Tutorial notebook — Full tutorial matching the quality bar of te_llama and te_gemma, covering:
1. Architecture overview: Transformer → Mixtral MoE, HF bottleneck, TE approach
2. Unit-test cell verifying output shape/dtype against the HF block
3. [Baseline] HF Mixtral in BF16
4. [Improvement 1] TE GroupedLinear MoE in BF16
5. [Improvement 2] TE GroupedLinear MoE in FP8
6. Expert routing considerations with mixed precision (m_splits, per-expert FP8 scaling, aux loss passthrough)
7. Generalisation guide for other MoE architectures (DeepSeek, Grok-1, etc.)

Bug fix

Corrected the m_splits calculation flagged by the automated review:

# Before (wrong): double-counts tokens by reducing with .any() then multiplying by top_k
expert_mask = (selected_experts == expert_idx).any(dim=-1)
m_splits.append(expert_mask.sum().item() * self.top_k)

# After (correct): count the actual number of (token, top_k_slot) pairs per expert
m_splits = [(selected_experts == i).sum().item() for i in range(self.num_experts)]

Scope

Covers all topics requested in #2573:

How to wrap MoE layers with TE modules ✓
FP8 training configuration for MoE ✓
Expert routing considerations with mixed precision ✓
Generalisation to arbitrary MoE architectures ✓

greptile-apps · 2026-02-02T18:09:49Z

Greptile Summary

This PR adds a complete TE Mixtral tutorial with NVMixtralSparseMoeBlock (TE GroupedLinear + moe_permute/moe_unpermute), an AllToAllTokenDispatcher for expert parallelism, optional DeepEP fused dispatch, FP8 support, and a fine-tuning harness. Several issues flagged in prior rounds have been fixed (class renames, wandb dep, collator shipping), but EXPERIMENT_LOG.md — a personal benchmark log containing NVIDIA-internal cluster paths and a developer username — has been added to the public repo and should be removed or sanitised before merge.

Confidence Score: 3/5

Not safe to merge: EXPERIMENT_LOG.md exposes internal NVIDIA cluster details in a public repo, and several critical runtime bugs in te_mixtral.py flagged in earlier review rounds remain unaddressed.

The P1 finding (EXPERIMENT_LOG.md with internal paths) pulls the ceiling to 4, but the overall state of te_mixtral.py — which still carries unresolved P1 bugs from prior rounds (wrong DTensor isinstance check in _sync_expert_views, null-pointer crashes in the InferenceParams branch, incorrect padding slot assignment) — warrants a lower score.

docs/examples/te_mixtral/EXPERIMENT_LOG.md (internal cluster details must be removed), docs/examples/te_mixtral/te_mixtral.py (multiple unresolved runtime bugs from prior review rounds).

Important Files Changed

Filename	Overview
docs/examples/te_mixtral/te_mixtral.py	Core TE Mixtral implementation: NVMixtralSparseMoeBlock, AllToAllTokenDispatcher, weight mapping.
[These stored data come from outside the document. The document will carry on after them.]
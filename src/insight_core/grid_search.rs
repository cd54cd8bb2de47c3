//! Exhaustive search over tree depths scored by cross-validation

use linfa::traits::{Fit, Predict};
use linfa::Dataset;
use ndarray::{Array1, Array2, Axis};
use rayon::prelude::*;
use tracing::{debug, info};

use super::cross_validation::{CvSplit, KFold};
use super::feature::validate_training_data;
use super::metrics::PerformanceMetric;
use super::tree::{DecisionTreeParams, DecisionTreeRegressor};
use crate::utils::{validate_depths, AnalysisError};

/// Cross-validated score of one candidate depth
#[derive(Debug, Clone, PartialEq)]
pub struct CandidateScore {
    pub max_depth: usize,
    /// Mean of `fold_scores`; greater is better
    pub mean_score: f64,
    pub fold_scores: Vec<f64>,
}

/// Outcome of a grid search
#[derive(Debug, Clone)]
pub struct GridSearchResult {
    /// Best candidate refitted on every row
    pub best_estimator: DecisionTreeRegressor,
    pub best_depth: usize,
    pub best_score: f64,
    /// One entry per candidate, in search order
    pub candidates: Vec<CandidateScore>,
}

/// Grid search over `max_depth`
#[derive(Debug, Clone)]
pub struct GridSearch {
    depths: Vec<usize>,
    base_params: DecisionTreeParams,
    cv: KFold,
    metric: PerformanceMetric,
    parallel: bool,
}

impl GridSearch {
    /// Search the given depths with 3-fold CV and mean absolute error
    pub fn new(depths: Vec<usize>) -> Self {
        Self {
            depths,
            base_params: DecisionTreeParams::default(),
            cv: KFold::new(3),
            metric: PerformanceMetric::default(),
            parallel: true,
        }
    }

    pub fn with_cv(mut self, cv: KFold) -> Self {
        self.cv = cv;
        self
    }

    pub fn with_metric(mut self, metric: PerformanceMetric) -> Self {
        self.metric = metric;
        self
    }

    /// Parameters shared by every candidate; `max_depth` is overridden
    pub fn with_base_params(mut self, params: DecisionTreeParams) -> Self {
        self.base_params = params;
        self
    }

    /// Evaluate candidates on the rayon pool (default) or sequentially
    pub fn with_parallel(mut self, parallel: bool) -> Self {
        self.parallel = parallel;
        self
    }

    /// Score every candidate, pick the best and refit it on all rows
    pub fn fit(&self, x: &Array2<f64>, y: &Array1<f64>) -> Result<GridSearchResult, AnalysisError> {
        validate_depths("depth grid", &self.depths)?;
        validate_training_data(x, y)?;

        let splits = self.cv.split(x.nrows())?;
        info!(
            candidates = self.depths.len(),
            folds = splits.len(),
            metric = %self.metric,
            "running grid search"
        );

        let candidates: Vec<CandidateScore> = if self.parallel {
            self.depths
                .par_iter()
                .map(|&depth| self.evaluate(depth, x, y, &splits))
                .collect::<Result<_, _>>()?
        } else {
            self.depths
                .iter()
                .map(|&depth| self.evaluate(depth, x, y, &splits))
                .collect::<Result<_, _>>()?
        };

        // strict comparison keeps the earliest candidate on ties
        let mut best = &candidates[0];
        for candidate in &candidates[1..] {
            if candidate.mean_score > best.mean_score {
                best = candidate;
            }
        }
        let best_depth = best.max_depth;
        let best_score = best.mean_score;

        let best_estimator = self
            .base_params
            .clone()
            .with_max_depth(best_depth)
            .fit(&Dataset::new(x.clone(), y.clone()))?;

        info!(best_depth, best_score, "grid search finished");

        Ok(GridSearchResult {
            best_estimator,
            best_depth,
            best_score,
            candidates,
        })
    }

    fn evaluate(
        &self,
        depth: usize,
        x: &Array2<f64>,
        y: &Array1<f64>,
        splits: &[CvSplit],
    ) -> Result<CandidateScore, AnalysisError> {
        let params = self.base_params.clone().with_max_depth(depth);

        let mut fold_scores = Vec::with_capacity(splits.len());
        for split in splits {
            let train = Dataset::new(
                x.select(Axis(0), &split.train_indices),
                y.select(Axis(0), &split.train_indices),
            );
            let x_valid = x.select(Axis(0), &split.test_indices);
            let y_valid = y.select(Axis(0), &split.test_indices);

            let model = params.fit(&train)?;
            let predictions: Array1<f64> = model.predict(&x_valid);
            fold_scores.push(self.metric.score(&y_valid, &predictions)?);
        }

        let mean_score = fold_scores.iter().sum::<f64>() / fold_scores.len() as f64;
        debug!(depth, mean_score, "scored candidate");

        Ok(CandidateScore {
            max_depth: depth,
            mean_score,
            fold_scores,
        })
    }
}

#[cfg(test)]
mod tests {
    use super::*;

    /// Target depends on two thresholds, so depth 2 is enough and deeper
    /// trees only chase the alternating noise
    fn toy_data() -> (Array2<f64>, Array1<f64>) {
        let n = 60;
        let x = Array2::from_shape_fn((n, 2), |(i, j)| if j == 0 { i as f64 } else { (i % 7) as f64 });
        let y = Array1::from_shape_fn(n, |i| {
            let base = if i < 20 {
                10.0
            } else if i < 40 {
                20.0
            } else {
                30.0
            };
            base + if i % 2 == 0 { 0.5 } else { -0.5 }
        });
        (x, y)
    }

    #[test]
    fn test_grid_search_scores_every_candidate() {
        let (x, y) = toy_data();
        let result = GridSearch::new((1..=4).collect())
            .with_base_params(DecisionTreeParams::new().with_random_state(Some(0)))
            .with_cv(KFold::new(3).with_shuffle(true).with_random_state(Some(1)))
            .fit(&x, &y)
            .unwrap();

        assert_eq!(result.candidates.len(), 4);
        for (candidate, depth) in result.candidates.iter().zip(1..=4) {
            assert_eq!(candidate.max_depth, depth);
            assert_eq!(candidate.fold_scores.len(), 3);
            // negated MAE
            assert!(candidate.mean_score <= 0.0);
        }
        assert!(result.best_estimator.depth() <= result.best_depth);
        assert!((1..=4).contains(&result.best_depth));
    }

    #[test]
    fn test_grid_search_prefers_depth_that_explains_the_steps() {
        let (x, y) = toy_data();
        let result = GridSearch::new((1..=4).collect())
            .with_base_params(DecisionTreeParams::new().with_random_state(Some(0)))
            .with_cv(KFold::new(5).with_shuffle(true).with_random_state(Some(3)))
            .fit(&x, &y)
            .unwrap();

        let depth_one = &result.candidates[0];
        assert!(result.best_score > depth_one.mean_score);
        assert!(result.best_depth >= 2);
    }

    #[test]
    fn test_grid_search_is_reproducible_with_fixed_folds() {
        let (x, y) = toy_data();
        let search = GridSearch::new((1..=6).collect())
            .with_base_params(DecisionTreeParams::new().with_random_state(Some(7)))
            .with_cv(KFold::new(4).with_shuffle(true).with_random_state(Some(11)));

        let first = search.fit(&x, &y).unwrap();
        let second = search.clone().with_parallel(false).fit(&x, &y).unwrap();

        assert_eq!(first.best_depth, second.best_depth);
        assert_eq!(first.candidates, second.candidates);
        assert_eq!(first.best_estimator, second.best_estimator);
    }

    #[test]
    fn test_grid_search_ties_keep_first_candidate() {
        // constant target: every depth scores 0
        let x = Array2::from_shape_fn((12, 1), |(i, _)| i as f64);
        let y = Array1::from_elem(12, 4.0);
        let result = GridSearch::new(vec![3, 1, 2]).fit(&x, &y).unwrap();

        assert_eq!(result.best_depth, 3);
        assert_eq!(result.best_score, 0.0);
    }

    #[test]
    fn test_grid_search_invalid() {
        let (x, y) = toy_data();
        assert!(GridSearch::new(vec![]).fit(&x, &y).is_err());
        assert!(GridSearch::new(vec![0, 1]).fit(&x, &y).is_err());
        assert!(GridSearch::new(vec![1]).with_cv(KFold::new(100)).fit(&x, &y).is_err());
    }
}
Multiple previously-flagged P1 bugs remain unresolved (DTensor check in _sync_expert_views, null-pointer crashes in InferenceParams branch, incorrect token padding slot assignment).
docs/examples/te_mixtral/EXPERIMENT_LOG.md	Personal benchmark log containing NVIDIA-internal cluster paths (SLURM account, developer username, lustre paths). Should not be committed to a public repository.
docs/examples/te_mixtral/utils.py	Training utilities: model init, Accelerate wrapping, fine-tuning loop. Previously-flagged issues (hardcoded warmup steps, missing wandb dep, broken class name import) appear to be addressed in current version.
docs/examples/te_mixtral/collator.py	THD sequence-packing collator (previously shipped as bionemo_mixtral, now local). Logic is correct; replaces the previously-broken external dependency.
docs/examples/te_mixtral/fused_token_router.py	DeepEP-backed TokenDispatcher with correct map_type="mask" for the multihot path and merging_probs kwarg.
docs/examples/te_mixtral/requirements.txt	Pinned HF stack dependencies; wandb (previously missing) no longer needed since log_with was removed from Accelerator call.
docs/examples/te_mixtral/install_hybridep.sh	DeepEP build script with GPU arch detection and NVSHMEM-disable patch. Contains an internal NVIDIA bug tracker URL (nvbugspro.nvidia.com) in a public-facing comment.
docs/examples/te_mixtral/test_accuracy.py	Weight-mapping parity test between HF and TE models. Clean and minimal; correctly filters _extra_state keys from missing list.

Sequence Diagram

sequenceDiagram
    participant Input as Input [N, H]
    participant Gate as Router (gate)
    participant Dispatch as TokenDispatcher<br/>(AllToAll / FusedDeepEP)
    participant GU as GroupedLinear<br/>gate_up [E, 2*F, H]
    participant Act as SiLU x up
    participant Down as GroupedLinear<br/>down [E, H, F]
    participant Combine as Combine<br/>(moe_unpermute + all_to_all)
    participant Output as Output [N, H]

    Input->>Gate: router_logits [N, num_experts]
    Gate->>Gate: softmax -> topk -> normalize
    Gate->>Dispatch: hidden_states, selected_experts [N, top_k], routing_weights
    Dispatch->>Dispatch: moe_permute(index) + all_to_all
    Dispatch->>GU: expert_input [T, H], m_splits
    GU->>Act: gate_up_output [T, 2F]
    Act->>Down: intermediate [T, F]
    Down->>Combine: expert_output [T, H]
    Combine->>Combine: moe_unpermute(index) + reverse all_to_all
    Combine->>Output: weighted sum [N, H]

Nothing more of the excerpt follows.